- What to work on
Select all lines in the records that include "options".

◆ ◆ ◆ ◆

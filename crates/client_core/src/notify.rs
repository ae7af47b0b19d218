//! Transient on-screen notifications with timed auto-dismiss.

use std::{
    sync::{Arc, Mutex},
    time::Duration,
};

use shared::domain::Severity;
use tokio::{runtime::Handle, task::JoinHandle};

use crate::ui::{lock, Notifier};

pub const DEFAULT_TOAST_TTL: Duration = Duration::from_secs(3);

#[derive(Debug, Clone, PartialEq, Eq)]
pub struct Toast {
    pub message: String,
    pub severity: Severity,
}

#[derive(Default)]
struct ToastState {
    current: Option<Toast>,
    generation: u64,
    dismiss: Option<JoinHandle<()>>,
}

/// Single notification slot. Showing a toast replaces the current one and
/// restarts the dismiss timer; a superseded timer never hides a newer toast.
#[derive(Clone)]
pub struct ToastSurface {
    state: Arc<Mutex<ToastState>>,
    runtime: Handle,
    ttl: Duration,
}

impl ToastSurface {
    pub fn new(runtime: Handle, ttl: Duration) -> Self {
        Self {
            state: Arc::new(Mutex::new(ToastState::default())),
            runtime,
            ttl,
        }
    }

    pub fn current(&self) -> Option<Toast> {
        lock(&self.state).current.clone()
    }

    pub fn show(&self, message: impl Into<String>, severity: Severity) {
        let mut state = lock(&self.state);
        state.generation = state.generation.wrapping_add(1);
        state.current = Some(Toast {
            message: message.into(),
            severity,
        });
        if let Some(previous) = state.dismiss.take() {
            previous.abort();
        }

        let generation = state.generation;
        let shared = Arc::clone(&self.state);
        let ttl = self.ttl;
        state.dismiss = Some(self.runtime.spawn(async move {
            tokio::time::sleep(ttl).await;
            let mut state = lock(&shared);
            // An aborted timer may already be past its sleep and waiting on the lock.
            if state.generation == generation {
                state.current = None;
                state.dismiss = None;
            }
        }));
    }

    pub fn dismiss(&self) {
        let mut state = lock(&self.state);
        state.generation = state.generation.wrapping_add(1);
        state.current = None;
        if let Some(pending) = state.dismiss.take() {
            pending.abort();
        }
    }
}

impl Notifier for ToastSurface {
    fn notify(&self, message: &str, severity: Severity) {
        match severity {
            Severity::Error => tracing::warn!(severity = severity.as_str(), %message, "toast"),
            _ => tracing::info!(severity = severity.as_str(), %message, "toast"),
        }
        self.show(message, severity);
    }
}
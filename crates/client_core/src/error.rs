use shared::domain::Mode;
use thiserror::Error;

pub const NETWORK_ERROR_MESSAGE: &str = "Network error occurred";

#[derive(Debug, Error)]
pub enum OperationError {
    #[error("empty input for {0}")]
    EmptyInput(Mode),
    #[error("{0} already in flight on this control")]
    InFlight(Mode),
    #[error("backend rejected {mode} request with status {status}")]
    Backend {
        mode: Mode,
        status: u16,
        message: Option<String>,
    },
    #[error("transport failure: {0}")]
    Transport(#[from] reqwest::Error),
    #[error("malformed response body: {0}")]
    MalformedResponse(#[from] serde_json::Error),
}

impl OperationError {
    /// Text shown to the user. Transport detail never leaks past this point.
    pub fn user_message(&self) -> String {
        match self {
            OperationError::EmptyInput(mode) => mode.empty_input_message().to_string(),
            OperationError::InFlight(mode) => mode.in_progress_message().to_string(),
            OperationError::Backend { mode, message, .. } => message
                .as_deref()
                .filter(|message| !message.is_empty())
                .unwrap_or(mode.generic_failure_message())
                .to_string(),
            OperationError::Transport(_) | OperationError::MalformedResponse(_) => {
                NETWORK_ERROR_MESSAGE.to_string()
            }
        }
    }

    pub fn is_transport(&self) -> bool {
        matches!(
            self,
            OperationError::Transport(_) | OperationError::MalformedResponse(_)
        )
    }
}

◆ ◆ ◆ ◆

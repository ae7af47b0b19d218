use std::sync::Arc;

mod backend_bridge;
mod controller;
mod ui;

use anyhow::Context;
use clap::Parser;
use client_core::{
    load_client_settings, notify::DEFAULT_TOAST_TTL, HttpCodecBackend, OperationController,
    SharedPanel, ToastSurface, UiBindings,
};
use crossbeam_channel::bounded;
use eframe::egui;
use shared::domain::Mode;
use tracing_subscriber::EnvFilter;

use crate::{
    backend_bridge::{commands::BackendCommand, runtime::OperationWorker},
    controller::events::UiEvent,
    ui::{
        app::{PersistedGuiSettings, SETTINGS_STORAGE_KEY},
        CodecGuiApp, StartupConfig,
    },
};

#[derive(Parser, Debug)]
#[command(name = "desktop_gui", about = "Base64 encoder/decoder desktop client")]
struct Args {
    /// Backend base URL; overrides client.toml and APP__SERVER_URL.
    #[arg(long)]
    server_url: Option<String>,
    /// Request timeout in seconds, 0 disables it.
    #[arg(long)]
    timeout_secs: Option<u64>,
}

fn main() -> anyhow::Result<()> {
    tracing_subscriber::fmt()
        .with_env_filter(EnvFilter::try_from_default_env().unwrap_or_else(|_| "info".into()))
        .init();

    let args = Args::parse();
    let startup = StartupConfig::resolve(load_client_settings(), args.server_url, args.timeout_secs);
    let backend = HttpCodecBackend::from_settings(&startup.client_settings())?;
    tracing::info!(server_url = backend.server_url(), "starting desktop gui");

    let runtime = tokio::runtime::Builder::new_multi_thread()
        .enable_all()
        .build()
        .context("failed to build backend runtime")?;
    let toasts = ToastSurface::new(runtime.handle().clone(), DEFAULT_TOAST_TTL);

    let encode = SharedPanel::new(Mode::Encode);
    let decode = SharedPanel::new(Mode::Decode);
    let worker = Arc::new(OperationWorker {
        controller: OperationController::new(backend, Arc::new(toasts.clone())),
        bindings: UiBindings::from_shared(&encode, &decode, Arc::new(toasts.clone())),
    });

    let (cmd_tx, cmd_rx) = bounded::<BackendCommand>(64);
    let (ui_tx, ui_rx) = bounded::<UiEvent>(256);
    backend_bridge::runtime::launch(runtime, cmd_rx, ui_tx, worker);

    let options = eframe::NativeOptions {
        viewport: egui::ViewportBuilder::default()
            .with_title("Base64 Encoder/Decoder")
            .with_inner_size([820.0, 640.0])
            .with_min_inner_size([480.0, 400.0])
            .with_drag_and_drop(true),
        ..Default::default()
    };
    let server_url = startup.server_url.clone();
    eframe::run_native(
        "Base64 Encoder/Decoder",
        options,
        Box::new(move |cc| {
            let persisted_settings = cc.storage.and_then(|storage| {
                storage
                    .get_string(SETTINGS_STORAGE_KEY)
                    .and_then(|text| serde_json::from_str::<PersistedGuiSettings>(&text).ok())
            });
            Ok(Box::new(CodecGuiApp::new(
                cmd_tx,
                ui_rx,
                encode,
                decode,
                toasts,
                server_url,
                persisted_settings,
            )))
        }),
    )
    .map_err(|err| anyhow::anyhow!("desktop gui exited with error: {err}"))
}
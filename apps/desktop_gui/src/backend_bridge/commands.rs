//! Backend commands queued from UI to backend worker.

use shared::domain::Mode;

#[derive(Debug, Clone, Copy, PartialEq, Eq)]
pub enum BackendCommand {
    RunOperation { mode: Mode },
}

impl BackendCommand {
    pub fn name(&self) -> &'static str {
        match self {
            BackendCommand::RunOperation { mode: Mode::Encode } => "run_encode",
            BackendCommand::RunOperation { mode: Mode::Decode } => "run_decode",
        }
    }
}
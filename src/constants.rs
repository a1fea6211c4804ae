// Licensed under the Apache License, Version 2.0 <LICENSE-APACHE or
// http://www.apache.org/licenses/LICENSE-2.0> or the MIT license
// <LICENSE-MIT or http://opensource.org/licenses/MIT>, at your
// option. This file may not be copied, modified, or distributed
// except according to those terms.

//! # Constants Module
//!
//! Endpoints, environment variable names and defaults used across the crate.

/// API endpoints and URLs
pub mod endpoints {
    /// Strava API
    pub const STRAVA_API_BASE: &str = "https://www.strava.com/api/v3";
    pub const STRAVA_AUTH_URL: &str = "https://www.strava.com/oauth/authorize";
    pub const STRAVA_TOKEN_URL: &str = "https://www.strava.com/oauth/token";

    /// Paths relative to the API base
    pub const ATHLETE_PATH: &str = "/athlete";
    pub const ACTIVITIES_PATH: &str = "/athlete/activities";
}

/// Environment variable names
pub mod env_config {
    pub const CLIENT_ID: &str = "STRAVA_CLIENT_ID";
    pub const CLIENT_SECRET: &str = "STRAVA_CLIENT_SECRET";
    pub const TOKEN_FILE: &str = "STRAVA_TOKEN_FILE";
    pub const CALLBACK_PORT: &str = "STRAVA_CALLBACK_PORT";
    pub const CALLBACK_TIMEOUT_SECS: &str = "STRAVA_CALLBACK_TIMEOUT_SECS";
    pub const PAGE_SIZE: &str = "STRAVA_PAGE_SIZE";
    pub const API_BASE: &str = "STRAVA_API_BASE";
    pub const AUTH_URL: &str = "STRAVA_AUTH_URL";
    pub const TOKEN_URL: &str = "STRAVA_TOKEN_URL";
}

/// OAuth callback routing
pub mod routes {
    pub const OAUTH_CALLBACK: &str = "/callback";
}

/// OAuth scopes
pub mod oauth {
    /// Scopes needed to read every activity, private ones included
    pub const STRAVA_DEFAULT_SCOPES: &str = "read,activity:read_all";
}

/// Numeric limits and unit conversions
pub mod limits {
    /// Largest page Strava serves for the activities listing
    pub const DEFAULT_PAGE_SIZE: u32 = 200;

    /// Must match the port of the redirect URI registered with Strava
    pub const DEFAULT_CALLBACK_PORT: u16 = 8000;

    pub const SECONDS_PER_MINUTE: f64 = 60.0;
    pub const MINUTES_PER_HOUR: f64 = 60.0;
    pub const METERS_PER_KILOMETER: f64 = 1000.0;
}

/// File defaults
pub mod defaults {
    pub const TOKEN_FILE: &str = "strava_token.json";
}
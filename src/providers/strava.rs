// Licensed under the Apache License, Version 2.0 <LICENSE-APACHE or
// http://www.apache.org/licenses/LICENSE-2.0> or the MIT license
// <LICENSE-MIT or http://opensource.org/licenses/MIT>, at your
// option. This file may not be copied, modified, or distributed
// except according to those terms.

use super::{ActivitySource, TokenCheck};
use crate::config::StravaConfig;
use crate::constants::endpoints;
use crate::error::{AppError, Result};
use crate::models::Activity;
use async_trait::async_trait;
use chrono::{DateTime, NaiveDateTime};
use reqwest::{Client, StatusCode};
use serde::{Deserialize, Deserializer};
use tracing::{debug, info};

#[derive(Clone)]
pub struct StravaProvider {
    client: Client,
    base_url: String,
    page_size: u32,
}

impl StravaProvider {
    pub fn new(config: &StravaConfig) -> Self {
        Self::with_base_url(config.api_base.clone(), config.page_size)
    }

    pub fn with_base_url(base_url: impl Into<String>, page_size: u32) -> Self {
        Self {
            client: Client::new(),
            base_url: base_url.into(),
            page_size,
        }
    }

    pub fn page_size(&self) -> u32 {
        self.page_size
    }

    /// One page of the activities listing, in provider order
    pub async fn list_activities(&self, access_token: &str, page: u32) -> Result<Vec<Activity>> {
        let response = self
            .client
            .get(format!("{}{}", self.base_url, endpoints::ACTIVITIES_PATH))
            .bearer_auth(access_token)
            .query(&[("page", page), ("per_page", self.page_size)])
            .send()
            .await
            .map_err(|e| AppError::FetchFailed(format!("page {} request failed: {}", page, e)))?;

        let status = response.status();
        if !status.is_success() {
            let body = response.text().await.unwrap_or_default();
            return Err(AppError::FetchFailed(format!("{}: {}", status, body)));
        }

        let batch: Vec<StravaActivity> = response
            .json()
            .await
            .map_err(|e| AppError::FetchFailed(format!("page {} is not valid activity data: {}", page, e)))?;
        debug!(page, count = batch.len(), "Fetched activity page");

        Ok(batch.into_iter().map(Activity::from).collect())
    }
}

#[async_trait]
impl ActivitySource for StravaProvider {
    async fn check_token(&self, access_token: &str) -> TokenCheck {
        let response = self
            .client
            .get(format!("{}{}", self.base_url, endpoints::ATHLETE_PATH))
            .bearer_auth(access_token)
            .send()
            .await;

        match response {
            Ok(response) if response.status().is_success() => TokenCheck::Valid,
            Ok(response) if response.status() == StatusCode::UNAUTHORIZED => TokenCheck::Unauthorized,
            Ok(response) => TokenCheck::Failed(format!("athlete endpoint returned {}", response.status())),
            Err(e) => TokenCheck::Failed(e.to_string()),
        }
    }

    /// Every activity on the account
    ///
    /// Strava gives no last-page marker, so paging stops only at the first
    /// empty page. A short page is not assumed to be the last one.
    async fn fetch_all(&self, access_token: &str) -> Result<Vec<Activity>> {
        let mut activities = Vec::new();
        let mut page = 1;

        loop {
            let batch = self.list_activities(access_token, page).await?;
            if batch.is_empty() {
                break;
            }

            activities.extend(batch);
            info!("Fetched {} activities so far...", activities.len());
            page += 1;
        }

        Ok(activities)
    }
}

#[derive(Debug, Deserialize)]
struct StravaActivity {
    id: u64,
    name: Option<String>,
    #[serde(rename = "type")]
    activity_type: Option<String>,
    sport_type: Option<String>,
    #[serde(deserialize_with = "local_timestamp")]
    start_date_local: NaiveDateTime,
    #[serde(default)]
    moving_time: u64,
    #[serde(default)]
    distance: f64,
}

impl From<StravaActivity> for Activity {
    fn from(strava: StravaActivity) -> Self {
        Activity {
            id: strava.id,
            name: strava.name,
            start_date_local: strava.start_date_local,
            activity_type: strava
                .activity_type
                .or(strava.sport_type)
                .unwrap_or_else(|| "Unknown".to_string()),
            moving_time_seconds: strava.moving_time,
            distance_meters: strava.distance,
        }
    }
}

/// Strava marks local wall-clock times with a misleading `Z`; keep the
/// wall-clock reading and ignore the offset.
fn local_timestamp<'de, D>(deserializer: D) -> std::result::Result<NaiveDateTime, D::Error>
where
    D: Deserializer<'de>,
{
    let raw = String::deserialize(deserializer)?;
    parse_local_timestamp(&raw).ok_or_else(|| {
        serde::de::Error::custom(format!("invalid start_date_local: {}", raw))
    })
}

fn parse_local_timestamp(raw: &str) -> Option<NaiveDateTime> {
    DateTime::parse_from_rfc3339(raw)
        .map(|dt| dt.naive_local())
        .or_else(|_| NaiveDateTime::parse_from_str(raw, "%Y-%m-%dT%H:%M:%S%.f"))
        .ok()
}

◆ ◆ ◆ ◆

- Answer for this exercise
    let options = eframe::NativeOptions {
        options,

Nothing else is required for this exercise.